The Israeli government moved from an ad valorem to a flat rate on excise tax in 2013, which “has benefited the premium whisky category quite a lot”, says Leijon, whose key offering The Macallan also enjoys good brand recognition among US tourists. “We have increased our investment in the market this year because we see big growth potential in Israel.” Yet the biggest headache for international brand owners here and in Lebanon is the extent of parallel trading [products imported into a certain country without the brand owner’s permission], which, according to the IWSR, can account for up to a fifth of a brand’s volumes. In Israel, “the government is almost encouraging the grey market,” says Leijon. “So, if you don’t have control of your pricing globally, it can become a big challenge. Luckily we’re in a fairly good position with The Macallan.” But there have been problems with Courvoisier, for example – one of Beam Suntory’s brands distributed by Edrington in Israel.

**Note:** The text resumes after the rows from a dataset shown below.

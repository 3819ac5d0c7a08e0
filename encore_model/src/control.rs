// Per-step conditioning signals and the conditioning expander.
//
// A caller expresses a single conditioning intent — a desired note density,
// a desired pitch-class histogram, or both — and the expander broadcasts it
// into one identical control value per generation step. When both values
// are given they travel as a single paired value, so the downstream encoder
// sees a structurally consistent shape at every step.
//
// "No conditioning" is an explicit absence (`None`), distinct from an empty
// control sequence: it tells the encoder that no control channel exists at
// all, rather than that the control channel is empty.
//
// Whether a given configuration's encoder can actually consume a requested
// signal is checked in model.rs, not here — this module is a pure value
// transformation.

use serde::{Deserialize, Serialize};

/// One per-step conditioning value.
#[derive(Debug, Clone, PartialEq, Serialize, Deserialize)]
pub enum ControlSignal {
    /// Desired note density in onsets per second.
    NoteDensity(f64),
    /// Desired pitch-class histogram (12 entries, relative weights).
    PitchHistogram(Vec<f64>),
    /// Both at once, as one structurally paired value.
    DensityAndHistogram(f64, Vec<f64>),
}

/// Broadcast a conditioning intent across `num_steps` generation steps.
///
/// Both values given: `num_steps` identical pairs. Exactly one: `num_steps`
/// repetitions of it. Neither: `None`, the no-conditioning marker.
pub fn build_control_sequence(
    num_steps: usize,
    note_density: Option<f64>,
    pitch_histogram: Option<&[f64]>,
) -> Option<Vec<ControlSignal>> {
    let signal = match (note_density, pitch_histogram) {
        (Some(density), Some(histogram)) => {
            ControlSignal::DensityAndHistogram(density, histogram.to_vec())
        }
        (Some(density), None) => ControlSignal::NoteDensity(density),
        (None, Some(histogram)) => ControlSignal::PitchHistogram(histogram.to_vec()),
        (None, None) => return None,
    };
    Some(vec![signal; num_steps])
}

For Diageo’s Karam: “Parallel importing is a major issue we suffer from in Lebanon and in other MENA markets, particularly Iraq and Algeria, where government controls are weak, and where enforcement in mostly impossible.” Apparently, Diageo is in weekly contact with the Lebanese Ministry of Trade and customs officials to try to protect the market, particularly for Scotch whisky. As well as causing price instability, Karam reckons the trade changes people’s perceptions of brands, with consumers unsure of which are genuine and which are counterfeit. With regards to the source, “it’s basically from global traders that carry big stocks of spirits and tobacco, but they’re mostly not ‘Diageo first payers’”, he says, stressing that it is a universal issue that affects all companies and not just Diageo.

Inevitably, the turmoil in neighbouring Syria exacerbates the problem, with spirits pouring in through a porous and poorly controlled border. It is a high-­risk business for these unregulated traders, but they seem to believe the rewards are worth it.